Tuesday, February 05, 2008

Wajah Ganda Soeharto

Mimin Dwi Hartono

Tokoh kontroversial yang berkuasa selama 32 tahun itu telah pergi untuk selama-lamanya. Banyak yang bersedih dan berat melepas kepergiannya ke alam baka, yaitu yang bersedih karena merasa kehilangan tokoh besar yang telah mencatat prestasi pembangunan selama 32 tahun dan yang bersedih karena Soeharto telah meninggal tanpa terlebih dulu dituntut untuk mempertanggungjawabkan kejahatan pelanggaran hak-hak asasi manusia serta kejahatan terhadap kemanusiaan yang dilakukannya selama ia berkuasa.

Sebelum dan pasca-meninggalnya Soeharto, yang menyeruak di televisi dan media massa adalah jasa-jasa baik dan prestasi kerja kepemimpinannya, dari predikatnya sebagai Bapak Pembangunan hingga sebagai presiden yang mampu menjaga stabilitas ekonomi dan moneter. Media massa dianggap terlalu tendensius dan tidak secara seimbang memberitakan sosok Soeharto yang sebenarnya, terutama pada hari-hari setelah ia meninggal.

Secara umum Soeharto adalah sosok berwajah ganda yang tidak bisa dengan mudah dipisahkan antara satu dan yang lain, seperti layaknya dua sisi mata uang yang sama, yaitu wajah baik dan wajah buruk. Wajah baik Soeharto, secara umum, terdongkrak oleh kinerjanya dalam memacu pertumbuhan sektor ekonomi dan percepatan pembangunan. Sektor ini, selama Soeharto memerintah, mencatat prestasi yang cukup meyakinkan, karena berhasil meraih pertumbuhan ekonomi rata-rata 7 persen per tahun sehingga meraih predikat sebagai salah satu macan ekonomi dan keajaiban ekonomi di Asia (The Asian Miracle). Stabilitas sembilan bahan kebutuhan pokok cukup baik sehingga harga-harga bahan kebutuhan pokok dapat dijangkau masyarakat, termasuk yang miskin sekalipun.

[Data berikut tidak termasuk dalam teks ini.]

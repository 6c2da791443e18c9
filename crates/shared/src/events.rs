//! 订单事件模型
//!
//! 定义订单文档快照以及订单变更事件的统一信封格式。变更事件由文档库的
//! 触发桥接程序写入 Kafka，通知服务只读不写。

use chrono::{DateTime, Utc};
use serde::{Deserialize, Deserializer, Serialize};
use serde_json::Value;
use uuid::Uuid;

// ---------------------------------------------------------------------------
// Order: 订单文档快照
// ---------------------------------------------------------------------------

/// 订单文档快照
///
/// 只建模通知逻辑关心的字段，其余字段在反序列化时忽略。
/// 字段类型不符（如 `paid: "true"`）时按缺失处理，不影响整条事件的解析。
#[derive(Debug, Clone, Default, PartialEq, Eq, Serialize, Deserialize)]
#[serde(rename_all = "camelCase")]
pub struct Order {
    /// 下单用户的标识
    #[serde(
        default,
        deserialize_with = "lenient_string",
        skip_serializing_if = "Option::is_none"
    )]
    pub owner_id: Option<String>,
    /// 下单用户的显示名，同时作为用户名的首选来源
    #[serde(
        default,
        deserialize_with = "lenient_string",
        skip_serializing_if = "Option::is_none"
    )]
    pub owner_name: Option<String>,
    /// 是否已付款，新订单通常不带该字段
    #[serde(
        default,
        deserialize_with = "lenient_bool",
        skip_serializing_if = "Option::is_none"
    )]
    pub paid: Option<bool>,
}

impl Order {
    /// 非空的 ownerId（空字符串视为缺失）
    pub fn owner_id(&self) -> Option<&str> {
        non_empty(self.owner_id.as_deref())
    }

    /// 非空的 ownerName（空字符串视为缺失）
    pub fn owner_name(&self) -> Option<&str> {
        non_empty(self.owner_name.as_deref())
    }

    /// 下单用户的用户名：优先 ownerName，其次 ownerId
    pub fn owner_username(&self) -> Option<&str> {
        self.owner_name().or_else(|| self.owner_id())
    }

    /// 是否明确标记为已付款
    pub fn is_paid(&self) -> bool {
        self.paid == Some(true)
    }
}

fn non_empty(value: Option<&str>) -> Option<&str> {
    value.filter(|v| !v.is_empty())
}

fn lenient_string<'de, D: Deserializer<'de>>(deserializer: D) -> Result<Option<String>, D::Error> {
    let value = Option::<Value>::deserialize(deserializer)?;
    Ok(value.and_then(|v| v.as_str().map(String::from)))
}

fn lenient_bool<'de, D: Deserializer<'de>>(deserializer: D) -> Result<Option<bool>, D::Error> {
    let value = Option::<Value>::deserialize(deserializer)?;
    Ok(value.and_then(|v| v.as_bool()))
}

// ---------------------------------------------------------------------------
// OrderChange: 订单变更事件信封
// ---------------------------------------------------------------------------

/// 订单变更类型
///
/// 对应文档库 `orders/{orderId}` 路径上的创建与更新两类触发。
#[derive(Debug, Clone, PartialEq, Eq, Serialize, Deserialize)]
#[serde(tag = "kind", rename_all = "snake_case")]
pub enum OrderChangeKind {
    Created { order: Order },
    Updated { before: Order, after: Order },
}

impl OrderChangeKind {
    /// 触发器名称，用于日志与指标标签
    pub fn trigger(&self) -> &'static str {
        match self {
            Self::Created { .. } => "order_created",
            Self::Updated { .. } => "order_updated",
        }
    }
}

/// 订单变更事件
///
/// `event_id` 仅用于日志关联与死信排查，通知服务不做去重：
/// 同一事件被重复投递时可能产生重复通知。
#[derive(Debug, Clone, PartialEq, Serialize, Deserialize)]
#[serde(rename_all = "camelCase")]
pub struct OrderChange {
    pub event_id: String,
    pub order_id: String,
    #[serde(flatten)]
    pub kind: OrderChangeKind,
    #[serde(default = "Utc::now")]
    pub occurred_at: DateTime<Utc>,
}

impl OrderChange {
    /// 构建订单创建事件，自动生成 UUID v7 作为 event_id
    pub fn created(order_id: impl Into<String>, order: Order) -> Self {
        Self::new(order_id, OrderChangeKind::Created { order })
    }

    /// 构建订单更新事件
    pub fn updated(order_id: impl Into<String>, before: Order, after: Order) -> Self {
        Self::new(order_id, OrderChangeKind::Updated { before, after })
    }

    fn new(order_id: impl Into<String>, kind: OrderChangeKind) -> Self {
        Self {
            event_id: Uuid::now_v7().to_string(),
            order_id: order_id.into(),
            kind,
            occurred_at: Utc::now(),
        }
    }
}

// ---------------------------------------------------------------------------
// 单元测试
// ---------------------------------------------------------------------------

Pada tingkat regional di Asia Tenggara, Soeharto dikenal sebagai salah satu penggagas berdirinya Organisasi Perhimpunan Bangsa-Bangsa Asia Tenggara (Association of South East Asian Nations) pada 1967. Di tingkat internasional, Indonesia pernah beberapa kali mengirimkan pasukan perdamaian di bawah payung pasukan baret biru Perserikatan Bangsa-Bangsa untuk menjaga perdamaian di belahan dunia yang sedang dilanda konflik atau peperangan. Soeharto juga pernah mendapat penghargaan dari Food and Agricultural Organization karena dinilai sukses dalam mencapai tingkat swasembada pangan, bahkan Indonesia bisa mengekspor beras ke luar negeri.

Wajah buruk Soeharto terutama mulai muncul setelah ia dilengserkan, karena pada saat masih berkuasa, jarang yang berani mengungkap borok-borok pemerintah Soeharto. Catatan berbagai pelanggaran hak-hak asasi manusia dan kejahatan terhadap kemanusiaan adalah yang paling menonjol di era Soeharto, yang dikenal sangat otoriter dan represif. Hal ini dimulai dari peristiwa pembunuhan anggota masyarakat yang diduga pengikut Partai Komunis Indonesia. Diperkirakan jutaan orang terbunuh pada peristiwa itu dan sampai saat ini belum diungkap karena masih banyaknya kontroversi di balik peristiwa yang menggores luka bangsa hingga sekarang.

Hal lain yang berkaitan adalah pemasungan hak-hak berpolitik, dengan kebebasan berpendapat dan berekspresi sangat dibatasi, bahkan direpresi, karena bisa dianggap merongrong dan membahayakan kelangsungan pemerintahan. Kebebasan berpolitik hanya dibatasi pada dua partai, yaitu Partai Persatuan Pembangunan dan Partai Demokrasi Indonesia serta organisasi massa Golongan Karya (Golkar). Sebagai akibatnya, partai politik yang seharusnya sebagai wahana dan mekanisme penyaluran aspirasi politik masyarakat hanya dijadikan kosmetik politik yang seolah-olah sudah memenuhi prinsip dan kaidah demokrasi, padahal hal itu omong kosong belaka.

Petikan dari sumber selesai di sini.